Journalists reporting on surveillance expansion convicted of disclosing state secrets
Freedom of expression
Journalists convicted of disclosing state secrets
On 27th January 2023, a Helsinki court convicted Tuomo Pietiläinen and Laura Halminen, journalists with Finland’s leading newspaper Helsingin Sanomat, of disclosing state secrets, with Pietiläinen fined approximately EUR 4,200. The ruling, which came after a lengthy trial, relates to a series of articles authored by the two journalists that revealed Finland's plans to expand the powers of its security services for surveillance and covert operations at home and abroad. The Helsinki District Court also ruled that the outlet must remove the articles from their website. According to the ruling, national security was not harmed or endangered by the articles, but the conviction is based on the notion that the journalists took a “deliberate risk” to national security and that their actions would have been justified only if a significant abuse of power had been revealed.
The newspaper reacted to the verdict by highlighting that the articles did not disclose any state secrets and that the information published was already publicly available. Moreover, they specified that the Finnish Defence Forces knew about the articles before they were published but did not reach out to the paper’s editors.
Helsingin Sanomien toimittajien #tuomio huolestuttava. Vähentää kansalaisten mahdollisuutta saada tietoa viranomaisten toiminnasta. ”Tuomio poikkeuksellinen, vedenjakaja suomalaisessa journalismissa”, sanoo liiton puheenjohtaja Hanne Aho. #Viestikoekeskus https://t.co/70scv1jKXW— Journalistiliitto (@Journ_liitto) January 27, 2023
Two MPs attack journalists
On 22nd January 2023, MP Arto Luukkanen, secretary of the far-right Finns Party, publicly discredited the Helsingin Sanomat newspaper in a Tweet, accusing journalist Tommi Nieminen of having “twisted” his statements about the Finns Party's election campaign financing. Nieminen's article said Lukkaken had claimed his party hadn’t received any money from unions and businesses, which then turned out to be false. Nieminen responded to the accusations, pointing out that the MP's statements were taken directly from the interview recording and that Luukkanen had never asked to authorise his quotes, as allowed by Finnish journalistic guidelines.

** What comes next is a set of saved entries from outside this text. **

use std::num::NonZeroUsize;

use machine_learning::{
    arch::{Sequential, activations::ActFn},
    dataset::Dataset,
    initialization::{ParamGen, RandParamGen},
    optimization::GradientDescent,
    training::TrainerConfig,
};
use rand::Rng;

use super::NetworkConfig;
use crate::{OrchestratorError, Result};

/// Turns a `NetworkConfig` into the components of a perceptron training session.
pub struct Adapter;

impl Adapter {
    pub fn new() -> Self {
        Self
    }

    // -------------------------------------------------------------------------
    // Validation
    // -------------------------------------------------------------------------

    /// Checks that the network can be built and trained.
    pub fn validate(&self, network: &NetworkConfig) -> Result<()> {
        if network.inputs == 0 || network.outputs == 0 {
            return Err(OrchestratorError::InvalidConfig(
                "input and output layers must have at least one node".into(),
            ));
        }

        if network.hidden.is_empty() {
            return Err(OrchestratorError::InvalidConfig(
                "at least one hidden layer is required".into(),
            ));
        }

        if let Some(i) = network.hidden.iter().position(|&n| n == 0) {
            return Err(OrchestratorError::InvalidConfig(format!(
                "hidden layer {i} has no nodes"
            )));
        }

        if !(network.lambda.is_finite() && network.lambda > 0.) {
            return Err(OrchestratorError::InvalidConfig(format!(
                "lambda must be positive, got {}",
                network.lambda
            )));
        }

        if network.min_error.is_nan() || network.min_error < 0. {
            return Err(OrchestratorError::InvalidConfig(format!(
                "minimum error must not be negative, got {}",
                network.min_error
            )));
        }

        if !(network.low.is_finite() && network.high.is_finite() && network.low < network.high) {
            return Err(OrchestratorError::InvalidConfig(format!(
                "random weight bounds must satisfy low < high, got [{}, {})",
                network.low, network.high
            )));
        }

        if network.num_cases == 0 {
            return Err(OrchestratorError::InvalidConfig(
                "at least one training case is required".into(),
            ));
        }

        Ok(())
    }

    // -------------------------------------------------------------------------
    // Adaptation
    // -------------------------------------------------------------------------

    /// Builds the perceptron, a sigmoid threshold on every connectivity layer.
    pub fn adapt_model(&self, network: &NetworkConfig) -> Result<Sequential> {
        let model = Sequential::perceptron(
            network.inputs,
            &network.hidden,
            network.outputs,
            ActFn::default(),
        )?;

        Ok(model)
    }

    pub fn adapt_optimizer(&self, network: &NetworkConfig) -> GradientDescent {
        GradientDescent::new(network.lambda)
    }

    /// Visits the cases one at a time, in file order unless `shuffle` is set.
    pub fn adapt_trainer_config(&self, network: &NetworkConfig, shuffle: bool) -> TrainerConfig {
        TrainerConfig {
            min_error: network.min_error,
            max_steps: network.max_steps,
            batch_size: NonZeroUsize::MIN,
            shuffle,
        }
    }

    /// Pairs every input row with its truth row.
    ///
    /// # Returns
    /// The dataset or an error if the amount of cases or their widths don't match the network.
    pub fn adapt_dataset(
        &self,
        network: &NetworkConfig,
        inputs: &[Vec<f32>],
        truths: &[Vec<f32>],
    ) -> Result<Dataset> {
        for (what, rows, width) in [
            ("activation", inputs, network.inputs),
            ("truth", truths, network.outputs),
        ] {
            if rows.len() != network.num_cases {
                return Err(OrchestratorError::InvalidConfig(format!(
                    "expected {} {what} cases, got {}",
                    network.num_cases,
                    rows.len()
                )));
            }

            if let Some(i) = rows.iter().position(|row| row.len() != width) {
                return Err(OrchestratorError::InvalidConfig(format!(
                    "{what} case {} has {} values, expected {width}",
                    i + 1,
                    rows[i].len()
                )));
            }
        }

        Ok(Dataset::from_cases(inputs, truths)?)
    }

    /// Draws `size` initial weights uniformly from `[low, high)`.
    pub fn adapt_param_gen<R: Rng>(
        &self,
        network: &NetworkConfig,
        size: usize,
        rng: R,
    ) -> Result<impl ParamGen + use<R>> {
        RandParamGen::uniform(rng, size, network.low, network.high)
            .map_err(|e| OrchestratorError::Ml(e.into()))
    }
}
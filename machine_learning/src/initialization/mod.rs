mod constant;
mod error;
mod param_gen;
mod random;

pub use constant::ConstParamGen;
pub use error::{RandErr, Result};
pub use param_gen::ParamGen;
pub use random::RandParamGen;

In a Twitter post the next day, National Coalition Party MP Wille Rydman threatened to initiate legal action against local newspaper Ilkka-Pohjalainen and their journalist Marja Tyynismaa over an article alleging he had messaged underage girls inappropriately. Rydman stated these were false allegations on the part of the newspaper and “fake news”. He also referred to another article, published in June 2022 by Helsingin Sanomat, containing an interview with a woman who claimed Rydman had taken advantage of his political position to pursue connections with young women and underage girls, calling it a “sh*t article”. In July 2022, the MP filed a criminal complaint against Helsingin Sanomat and three of its journalists over the article in question. After the article was published, Rydman was expelled from his parliamentary group.

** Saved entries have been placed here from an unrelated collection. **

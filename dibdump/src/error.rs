use std::{error::Error, fmt, io};

/// The bitmap module's result type.
pub type Result<T> = std::result::Result<T, DibErr>;

/// Failures reading, writing or converting a bitmap.
#[derive(Debug)]
pub enum DibErr {
    Io(io::Error),
    NotABitmap { magic: [u8; 2] },
    UnsupportedHeader { size: u32 },
    UnsupportedBitCount { bit_count: u16 },
    UnsupportedCompression { compression: u32, bit_count: u16 },
    Truncated { what: &'static str },
    InvalidDimensions { width: i64, height: i64 },
    ActivationCount { got: usize, expected: usize },
}

impl fmt::Display for DibErr {
    fn fmt(&self, f: &mut fmt::Formatter<'_>) -> fmt::Result {
        match self {
            DibErr::Io(e) => write!(f, "io error: {e}"),
            DibErr::NotABitmap { magic } => {
                write!(f, "not a bitmap: expected magic \"BM\", got {magic:?}")
            }
            DibErr::UnsupportedHeader { size } => {
                write!(f, "unsupported info header of {size} bytes")
            }
            DibErr::UnsupportedBitCount { bit_count } => {
                write!(f, "unsupported bit count {bit_count}")
            }
            DibErr::UnsupportedCompression {
                compression,
                bit_count,
            } => write!(
                f,
                "unsupported compression {compression} for a {bit_count} bit bitmap"
            ),
            DibErr::Truncated { what } => write!(f, "truncated bitmap while reading {what}"),
            DibErr::InvalidDimensions { width, height } => {
                write!(f, "invalid bitmap dimensions {width}x{height}")
            }
            DibErr::ActivationCount { got, expected } => write!(
                f,
                "activation count mismatch: got {got}, expected {expected}"
            ),
        }
    }
}

impl Error for DibErr {
    fn source(&self) -> Option<&(dyn Error + 'static)> {
        match self {
            DibErr::Io(e) => Some(e),
            _ => None,
        }
    }
}

impl From<io::Error> for DibErr {
    fn from(value: io::Error) -> Self {
        Self::Io(value)
    }
}
use std::{fmt, io, path::PathBuf};

use dibdump::DibErr;
use machine_learning::MlErr;

use crate::Stage;

/// The orchestrator's result type.
pub type Result<T> = std::result::Result<T, OrchestratorError>;

/// All errors that can occur in the orchestrator.
#[derive(Debug)]
pub enum OrchestratorError {
    /// Invalid configuration, caught before training.
    InvalidConfig(String),
    /// A malformed line in a network or cases file.
    Parse {
        path: Option<PathBuf>,
        line: usize,
        msg: String,
    },
    /// Failed to read or write one of the pipeline's files.
    Io { path: PathBuf, source: io::Error },
    /// The perceptron or its trainer failed.
    Ml(MlErr),
    /// Failed to read, write or convert a bitmap.
    Bitmap(DibErr),
    /// A malformed pipeline config or weights snapshot.
    Json(serde_json::Error),
    /// A pipeline stage failed, the following stages were not run.
    Stage {
        stage: Stage,
        source: Box<OrchestratorError>,
    },
}

impl OrchestratorError {
    pub(crate) fn io(path: impl Into<PathBuf>) -> impl FnOnce(io::Error) -> Self {
        let path = path.into();
        move |source| Self::Io { path, source }
    }

    pub(crate) fn parse(line: usize, msg: impl Into<String>) -> Self {
        Self::Parse {
            path: None,
            line,
            msg: msg.into(),
        }
    }

    /// Attaches the file a parse error comes from.
    pub(crate) fn in_file(self, file: impl Into<PathBuf>) -> Self {
        match self {
            Self::Parse {
                path: None,
                line,
                msg,
            } => Self::Parse {
                path: Some(file.into()),
                line,
                msg,
            },
            e => e,
        }
    }
}

impl fmt::Display for OrchestratorError {
    fn fmt(&self, f: &mut fmt::Formatter<'_>) -> fmt::Result {
        match self {
            Self::InvalidConfig(msg) => write!(f, "invalid config: {msg}"),
            Self::Parse {
                path: Some(path),
                line,
                msg,
            } => write!(f, "{}:{line}: {msg}", path.display()),
            Self::Parse {
                path: None,
                line,
                msg,
            } => write!(f, "line {line}: {msg}"),
            Self::Io { path, source } => write!(f, "{}: {source}", path.display()),
            Self::Ml(e) => write!(f, "training error: {e}"),
            Self::Bitmap(e) => write!(f, "bitmap error: {e}"),
            Self::Json(e) => write!(f, "json error: {e}"),
            Self::Stage { stage, source } => write!(f, "{stage} stage failed: {source}"),
        }
    }
}

impl std::error::Error for OrchestratorError {
    fn source(&self) -> Option<&(dyn std::error::Error + 'static)> {
        match self {
            Self::Io { source, .. } => Some(source),
            Self::Ml(e) => Some(e),
            Self::Bitmap(e) => Some(e),
            Self::Json(e) => Some(e),
            Self::Stage { source, .. } => Some(source.as_ref()),
            _ => None,
        }
    }
}

impl From<MlErr> for OrchestratorError {
    fn from(e: MlErr) -> Self {
        Self::Ml(e)
    }
}

impl From<DibErr> for OrchestratorError {
    fn from(e: DibErr) -> Self {
        Self::Bitmap(e)
    }
}

impl From<serde_json::Error> for OrchestratorError {
    fn from(e: serde_json::Error) -> Self {
        Self::Json(e)
    }
}
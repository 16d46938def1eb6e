mod config;
mod report;
mod trainer;

pub use config::TrainerConfig;
pub use report::{StopReason, TrainingReport};
pub use trainer::Trainer;
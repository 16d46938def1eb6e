mod act_fn;
mod sigmoid;

pub use act_fn::ActFn;
pub use sigmoid::Sigmoid;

🇫🇮 On 22 January, member of the Finnish parliament and party secretary of the right-wing Finns Party @ArtoLuukkanen discredited newspaper Helsingin Sanomat @hsfi on Twitter: https://t.co/rjXK2VsERn pic.twitter.com/Df1UF0LJ7Q— Media Freedom Rapid Response (MFRR) (@MediaFreedomEU) February 3, 2023
Public broadcaster bans media from taking photos at press conference
On 10th January 2023, the Finnish public broadcaster Yle banned photographers and journalists from taking photographs at a press conference held for Uuden Musiikin Kilpailu (UMK), a national music competition to represent Finland at Eurovision. The invitation received by all major news outlets included instructions for journalists and photographers explaining they were not allowed to take still pictures at the event, and that Yle would provide the media with “high-quality artist photos” instead. UMK's chief producer, Anssi Autio, clarified in an interview that the event was “intended as a relaxed gathering of journalists and artists”, and not a traditional press conference. He went on to explain that the decision to ban photography was to ensure the use of specific images that were “in line with the brand's vision”.
The move drew criticism from journalists and academia, as well as the Council for Mass Media (JSN) and the Union of Journalists in Finland (UJF), who saw it as infringing on the editorial independence of news outlets. Eero Hyvönen, chairman of JSN, declared that he “does not consider it a good practice” to limit the media's right to film events. The restriction was seen by freedom of expression advocates as an attempt to exercise control over journalistic content.